*Your goal*: Find every line in the records below that holds the word "rounded" and copy it.

==== Data provided

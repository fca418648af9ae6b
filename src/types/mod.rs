#![allow(dead_code)]
//! Type definitions
//!
//! Wire types for the bus and job surfaces are consumed by external
//! transports as well as the core itself.

pub mod customer;
pub mod driver;
pub mod event;
pub mod job;
pub mod optimize;
pub mod order;
pub mod prediction;
pub mod route;

pub use customer::*;
pub use driver::*;
pub use event::*;
pub use job::*;
pub use optimize::*;
pub use order::*;
pub use prediction::*;
pub use route::*;

use serde::de::Error as _;
use serde::{Deserialize, Deserializer, Serialize, Serializer};

/// Geographic coordinates (WGS84)
#[derive(Debug, Clone, Copy, PartialEq, Serialize, Deserialize)]
pub struct Coordinates {
    pub lat: f64,
    pub lng: f64,
}

impl Coordinates {
    /// Round to 5 decimal places (~1 m resolution, ~10 m grid stability)
    /// so near-identical points hash to the same cache key.
    pub fn rounded(&self) -> (i64, i64) {
        (
            (self.lat * 100_000.0).round() as i64,
            (self.lng * 100_000.0).round() as i64,
        )
    }
}

// ==========================================================================
// Cylinder sizes and per-size counts
// ==========================================================================

/// The fixed set of cylinder sizes the operation trades in.
#[derive(Debug, Clone, Copy, PartialEq, Eq, Hash, PartialOrd, Ord)]
pub enum CylinderSize {
    Kg4,
    Kg10,
    Kg16,
    Kg20,
    Kg50,
}

impl CylinderSize {
    pub const ALL: [CylinderSize; 5] = [
        CylinderSize::Kg4,
        CylinderSize::Kg10,
        CylinderSize::Kg16,
        CylinderSize::Kg20,
        CylinderSize::Kg50,
    ];

    /// Wire label, e.g. `"20kg"`.
    pub fn label(&self) -> &'static str {
        match self {
            CylinderSize::Kg4 => "4kg",
            CylinderSize::Kg10 => "10kg",
            CylinderSize::Kg16 => "16kg",
            CylinderSize::Kg20 => "20kg",
            CylinderSize::Kg50 => "50kg",
        }
    }

    pub fn parse(label: &str) -> Option<Self> {
        match label {
            "4kg" => Some(CylinderSize::Kg4),
            "10kg" => Some(CylinderSize::Kg10),
            "16kg" => Some(CylinderSize::Kg16),
            "20kg" => Some(CylinderSize::Kg20),
            "50kg" => Some(CylinderSize::Kg50),
            _ => None,
        }
    }
}

/// A statically-shaped count per cylinder size.
///
/// Used for both order demand and vehicle capacity. Serializes as the wire
/// mapping `{"20kg": 2, ...}` with zero counts omitted.
#[derive(Debug, Clone, Copy, Default, PartialEq, Eq)]
pub struct SizeCount {
    pub kg4: u32,
    pub kg10: u32,
    pub kg16: u32,
    pub kg20: u32,
    pub kg50: u32,
}

impl SizeCount {
    pub fn get(&self, size: CylinderSize) -> u32 {
        match size {
            CylinderSize::Kg4 => self.kg4,
            CylinderSize::Kg10 => self.kg10,
            CylinderSize::Kg16 => self.kg16,
            CylinderSize::Kg20 => self.kg20,
            CylinderSize::Kg50 => self.kg50,
        }
    }

    pub fn set(&mut self, size: CylinderSize, count: u32) {
        match size {
            CylinderSize::Kg4 => self.kg4 = count,
            CylinderSize::Kg10 => self.kg10 = count,
            CylinderSize::Kg16 => self.kg16 = count,
            CylinderSize::Kg20 => self.kg20 = count,
            CylinderSize::Kg50 => self.kg50 = count,
        }
    }

    /// Single-size constructor, mostly for tests and drafts.
    pub fn of(size: CylinderSize, count: u32) -> Self {
        let mut sc = Self::default();
        sc.set(size, count);
        sc
    }

    pub fn is_empty(&self) -> bool {
        CylinderSize::ALL.iter().all(|s| self.get(*s) == 0)
    }

    pub fn total(&self) -> u32 {
        CylinderSize::ALL.iter().map(|s| self.get(*s)).sum()
    }

    pub fn add(&mut self, other: &SizeCount) {
        for size in CylinderSize::ALL {
            self.set(size, self.get(size) + other.get(size));
        }
    }

    /// True when every per-size count fits within `capacity`.
    pub fn fits_within(&self, capacity: &SizeCount) -> bool {
        CylinderSize::ALL
            .iter()
            .all(|s| self.get(*s) <= capacity.get(*s))
    }

    pub fn iter(&self) -> impl Iterator<Item = (CylinderSize, u32)> + '_ {
        CylinderSize::ALL.into_iter().map(|s| (s, self.get(s)))
    }
}

impl Serialize for SizeCount {
    fn serialize<S: Serializer>(&self, serializer: S) -> Result<S::Ok, S::Error> {
        use serde::ser::SerializeMap;
        let non_zero = self.iter().filter(|(_, c)| *c > 0).count();
        let mut map = serializer.serialize_map(Some(non_zero))?;
        for (size, count) in self.iter() {
            if count > 0 {
                map.serialize_entry(size.label(), &count)?;
            }
        }
        map.end()
    }
}

impl<'de> Deserialize<'de> for SizeCount {
    fn deserialize<D: Deserializer<'de>>(deserializer: D) -> Result<Self, D::Error> {
        let raw = std::collections::BTreeMap::<String, u32>::deserialize(deserializer)?;
        let mut sc = SizeCount::default();
        for (label, count) in raw {
            let size = CylinderSize::parse(&label)
                .ok_or_else(|| D::Error::custom(format!("unknown cylinder size '{}'", label)))?;
            sc.set(size, count);
        }
        Ok(sc)
    }
}

// ==========================================================================
// Time windows (minutes from operating-day start)
// ==========================================================================

/// Inclusive time interval in minutes from the operating-day start.
///
/// Serializes as the wire pair `["08:00", "18:00"]`.
#[derive(Debug, Clone, Copy, PartialEq, Eq)]
pub struct TimeWindow {
    pub start_minute: u32,
    pub end_minute: u32,
}

impl TimeWindow {
    pub fn new(start_minute: u32, end_minute: u32) -> Self {
        Self { start_minute, end_minute }
    }

    pub fn contains(&self, minute: u32) -> bool {
        minute >= self.start_minute && minute <= self.end_minute
    }

    pub fn duration_minutes(&self) -> u32 {
        self.end_minute.saturating_sub(self.start_minute)
    }

    /// The smallest window covering both, used when welding atomic stops.
    pub fn union(&self, other: &TimeWindow) -> TimeWindow {
        TimeWindow {
            start_minute: self.start_minute.min(other.start_minute),
            end_minute: self.end_minute.max(other.end_minute),
        }
    }

    /// Parse `"hh:mm"` into minutes from day start.
    pub fn parse_minute(s: &str) -> Option<u32> {
        let (h, m) = s.split_once(':')?;
        let h: u32 = h.parse().ok()?;
        let m: u32 = m.parse().ok()?;
        if h > 47 || m > 59 {
            return None;
        }
        Some(h * 60 + m)
    }

    pub fn format_minute(minute: u32) -> String {
        format!("{:02}:{:02}", minute / 60, minute % 60)
    }
}

impl Serialize for TimeWindow {
    fn serialize<S: Serializer>(&self, serializer: S) -> Result<S::Ok, S::Error> {
        (
            TimeWindow::format_minute(self.start_minute),
            TimeWindow::format_minute(self.end_minute),
        )
            .serialize(serializer)
    }
}

impl<'de> Deserialize<'de> for TimeWindow {
    fn deserialize<D: Deserializer<'de>>(deserializer: D) -> Result<Self, D::Error> {
        let (start, end) = <(String, String)>::deserialize(deserializer)?;
        let start_minute = TimeWindow::parse_minute(&start)
            .ok_or_else(|| D::Error::custom(format!("invalid time '{}'", start)))?;
        let end_minute = TimeWindow::parse_minute(&end)
            .ok_or_else(|| D::Error::custom(format!("invalid time '{}'", end)))?;
        if end_minute < start_minute {
            return Err(D::Error::custom("window end precedes start"));
        }
        Ok(TimeWindow { start_minute, end_minute })
    }
}

#[cfg(test)]
mod tests {
    use super::*;

    #[test]
    fn test_coordinates_rounding_stable() {
        let a = Coordinates { lat: 25.048001, lng: 121.532004 };
        let b = Coordinates { lat: 25.048004, lng: 121.531996 };
        assert_eq!(a.rounded(), b.rounded());
    }

    #[test]
    fn test_size_count_wire_mapping() {
        let sc = SizeCount { kg20: 2, kg4: 1, ..Default::default() };
        let json = serde_json::to_string(&sc).unwrap();
        assert!(json.contains("\"20kg\":2"));
        assert!(json.contains("\"4kg\":1"));
        assert!(!json.contains("50kg"), "zero counts must be omitted: {}", json);

        let back: SizeCount = serde_json::from_str(&json).unwrap();
        assert_eq!(back, sc);
    }

    #[test]
    fn test_size_count_rejects_unknown_size() {
        let result: Result<SizeCount, _> = serde_json::from_str(r#"{"12kg": 1}"#);
        assert!(result.is_err());
    }

    #[test]
    fn test_size_count_fits_within() {
        let demand = SizeCount { kg20: 6, kg10: 1, ..Default::default() };
        let cap = SizeCount { kg20: 20, kg10: 4, kg50: 2, ..Default::default() };
        assert!(demand.fits_within(&cap));

        let too_big = SizeCount { kg16: 1, ..Default::default() };
        assert!(!too_big.fits_within(&cap));
    }

    #[test]
    fn test_time_window_wire_pair() {
        let tw = TimeWindow::new(540, 1020);
        let json = serde_json::to_string(&tw).unwrap();
        assert_eq!(json, r#"["09:00","17:00"]"#);

        let back: TimeWindow = serde_json::from_str(&json).unwrap();
        assert_eq!(back, tw);
    }

    #[test]
    fn test_time_window_rejects_inverted() {
        let result: Result<TimeWindow, _> = serde_json::from_str(r#"["17:00","09:00"]"#);
        assert!(result.is_err());
    }

    #[test]
    fn test_time_window_union() {
        let a = TimeWindow::new(540, 720);
        let b = TimeWindow::new(600, 1020);
        assert_eq!(a.union(&b), TimeWindow::new(540, 1020));
    }

    #[test]
    fn test_parse_minute() {
        assert_eq!(TimeWindow::parse_minute("08:30"), Some(510));
        assert_eq!(TimeWindow::parse_minute("24:00"), Some(1440));
        assert_eq!(TimeWindow::parse_minute("8h30"), None);
        assert_eq!(TimeWindow::parse_minute("08:61"), None);
    }
}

========

*Output*:
    pub fn rounded(&self) -> (i64, i64) {
        assert_eq!(a.rounded(), b.rounded());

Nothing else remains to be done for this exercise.